Es una triste realidad, pero aquellas personas que han entregado su alma a Satanás, que están consagrados a su servicio y a hacer el mal tienen una profunda fe en la presencia real de Cristo en la Eucaristía.

De hecho para sus profanaciones, Misas negras y demás aquelarres del averno ponen todo su cuidado en que sea sobre hostias consagradas, si no tuviesen esa fe en la presencia real harían una pantomima, pero ellos no tienen ninguna duda de que está presente aquel al que odian.

Esto debería ser motivo de sonrojo para muchos católicos que a veces estamos tibios, fríos o indiferentes ante el Santísimo Sacramento. Él siempre nos está esperando y acepta humildemente que le pidamos perdón de nuestra frialdad, de nuestra flaqueza e inconstancia. El conoce de que pasta estamos hechos.

Doctrina católica sobre la presencia real de Cristo en la Eucaristía

La presencia eucarística de Cristo comienza en el momento de la consagración y dura todo el tiempo que subsistan las especies eucarísticas. Cristo está todo entero presente en cada una de las especies y todo entero en cada una de sus partes, de modo que la fracción del pan no divide a Cristo (cf Concilio de Trento: DS 1641).

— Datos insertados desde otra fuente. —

// Copyright (c) 2025 Steve Wagner (ciroque@live.com)
// SPDX-License-Identifier: MIT

//! Message types for workload lifecycle events.
//!
//! This module contains message types for logging events related to:
//! * Selecting, starting and closing workloads
//! * Workload failures in any stage
//! * Render target setup inside built-in workloads

use crate::errors::WorkloadError;
use crate::observability::messages::StructuredLog;
use std::fmt::{Display, Formatter};
use tracing::Span;

/// A selection named a workload that is not registered.
///
/// # Log Level
/// `warn!` - The request is a no-op
pub struct UnknownWorkload<'a> {
    pub workload: &'a str,
}

impl Display for UnknownWorkload<'_> {
    fn fmt(&self, f: &mut Formatter) -> std::fmt::Result {
        write!(f, "No workload registered as '{}'", self.workload)
    }
}

impl StructuredLog for UnknownWorkload<'_> {
    fn log(&self) {
        tracing::warn!(workload = self.workload, "{}", self);
    }

    fn span(&self, name: &str) -> Span {
        tracing::warn_span!("unknown_workload", span_name = name, workload = self.workload)
    }
}

/// A workload started and now occupies the slot.
///
/// # Log Level
/// `info!` - Important operational event
///
/// # Example
/// ```
/// use kiln::observability::messages::workload::WorkloadStarted;
///
/// let msg = WorkloadStarted {
///     workload: "Clear",
///     width: 640,
///     height: 480,
/// };
///
/// assert_eq!(msg.to_string(), "Workload 'Clear' started at 640x480");
/// ```
pub struct WorkloadStarted<'a> {
    pub workload: &'a str,
    pub width: u32,
    pub height: u32,
}

impl Display for WorkloadStarted<'_> {
    fn fmt(&self, f: &mut Formatter) -> std::fmt::Result {
        write!(
            f,
            "Workload '{}' started at {}x{}",
            self.workload, self.width, self.height
        )
    }
}

impl StructuredLog for WorkloadStarted<'_> {
    fn log(&self) {
        tracing::info!(
            workload = self.workload,
            width = self.width,
            height = self.height,
            "{}", self
        );
    }

    fn span(&self, name: &str) -> Span {
        tracing::info_span!(
            "workload",
            span_name = name,
            workload = self.workload,
            width = self.width,
            height = self.height,
        )
    }
}

/// A workload released its resources.
pub struct WorkloadClosed<'a> {
    pub workload: &'a str,
}

impl Display for WorkloadClosed<'_> {
    fn fmt(&self, f: &mut Formatter) -> std::fmt::Result {
        write!(f, "Workload '{}' closed", self.workload)
    }
}

impl StructuredLog for WorkloadClosed<'_> {
    fn log(&self) {
        tracing::info!(workload = self.workload, "{}", self);
    }

    fn span(&self, name: &str) -> Span {
        tracing::info_span!("workload_closed", span_name = name, workload = self.workload)
    }
}

/// Closing a workload failed. The slot is cleared regardless.
///
/// # Log Level
/// `warn!` - Resources may have leaked but the engine continues
pub struct WorkloadCloseFailed<'a> {
    pub workload: &'a str,
    pub reason: &'a str,
}

impl Display for WorkloadCloseFailed<'_> {
    fn fmt(&self, f: &mut Formatter) -> std::fmt::Result {
        write!(f, "Workload '{}' failed to close: {}", self.workload, self.reason)
    }
}

impl StructuredLog for WorkloadCloseFailed<'_> {
    fn log(&self) {
        tracing::warn!(workload = self.workload, reason = self.reason, "{}", self);
    }

    fn span(&self, name: &str) -> Span {
        tracing::warn_span!(
            "workload_close_failed",
            span_name = name,
            workload = self.workload,
            reason = self.reason,
        )
    }
}

/// A workload failed during `stage` and will not render again.
///
/// # Log Level
/// `error!` - Failure requiring attention
pub struct WorkloadFailed<'a> {
    pub workload: &'a str,
    pub stage: &'static str,
    pub error: &'a WorkloadError,
}

impl Display for WorkloadFailed<'_> {
    fn fmt(&self, f: &mut Formatter) -> std::fmt::Result {
        write!(
            f,
            "Workload '{}' failed during {}: {}",
            self.workload, self.stage, self.error
        )
    }
}

impl StructuredLog for WorkloadFailed<'_> {
    fn log(&self) {
        tracing::error!(
            workload = self.workload,
            stage = self.stage,
            error = %self.error,
            "{}", self
        );
    }

    fn span(&self, name: &str) -> Span {
        tracing::error_span!(
            "workload_failed",
            span_name = name,
            workload = self.workload,
            stage = self.stage,
            error = %self.error,
        )
    }
}

/// A workload sized its render target.
///
/// # Log Level
/// `debug!` - Detail within a start or resize
pub struct RenderTargetConfigured<'a> {
    pub workload: &'a str,
    pub width: u32,
    pub height: u32,
}

impl Display for RenderTargetConfigured<'_> {
    fn fmt(&self, f: &mut Formatter) -> std::fmt::Result {
        write!(
            f,
            "Workload '{}' configured a {}x{} render target",
            self.workload, self.width, self.height
        )
    }
}

impl StructuredLog for RenderTargetConfigured<'_> {
    fn log(&self) {
        tracing::debug!(
            workload = self.workload,
            width = self.width,
            height = self.height,
            "{}", self
        );
    }

    fn span(&self, name: &str) -> Span {
        tracing::debug_span!(
            "render_target",
            span_name = name,
            workload = self.workload,
        )
    }
}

El culto de la Eucaristía. En la liturgia de la misa expresamos nuestra fe en la presencia real de Cristo bajo las especies de pan y de vino, entre otras maneras, arrodillándonos o inclinándonos profundamente en señal de adoración al Señor. “La Iglesia católica ha dado y continua dando este culto de adoración que se debe al sacramento de la Eucaristía no solamente durante la misa, sino también fuera de su celebración: conservando con el mayor cuidado las hostias consagradas, presentándolas a los fieles para que las veneren con solemnidad, llevándolas en procesión en medio de la alegría del pueblo” (MF 56).

El sagrario (tabernáculo) estaba primeramente destinado a guardar dignamente la Eucaristía para que pudiera ser llevada a los enfermos y ausentes fuera de la misa. Por la profundización de la fe en la presencia real de Cristo en su Eucaristía, la Iglesia tomó conciencia del sentido de la adoración silenciosa del Señor presente bajo las especies eucarísticas. Por eso, el sagrario debe estar colocado en un lugar particularmente digno de la iglesia; debe estar construido de tal forma que subraye y manifieste la verdad de la presencia real de Cristo en el santísimo sacramento.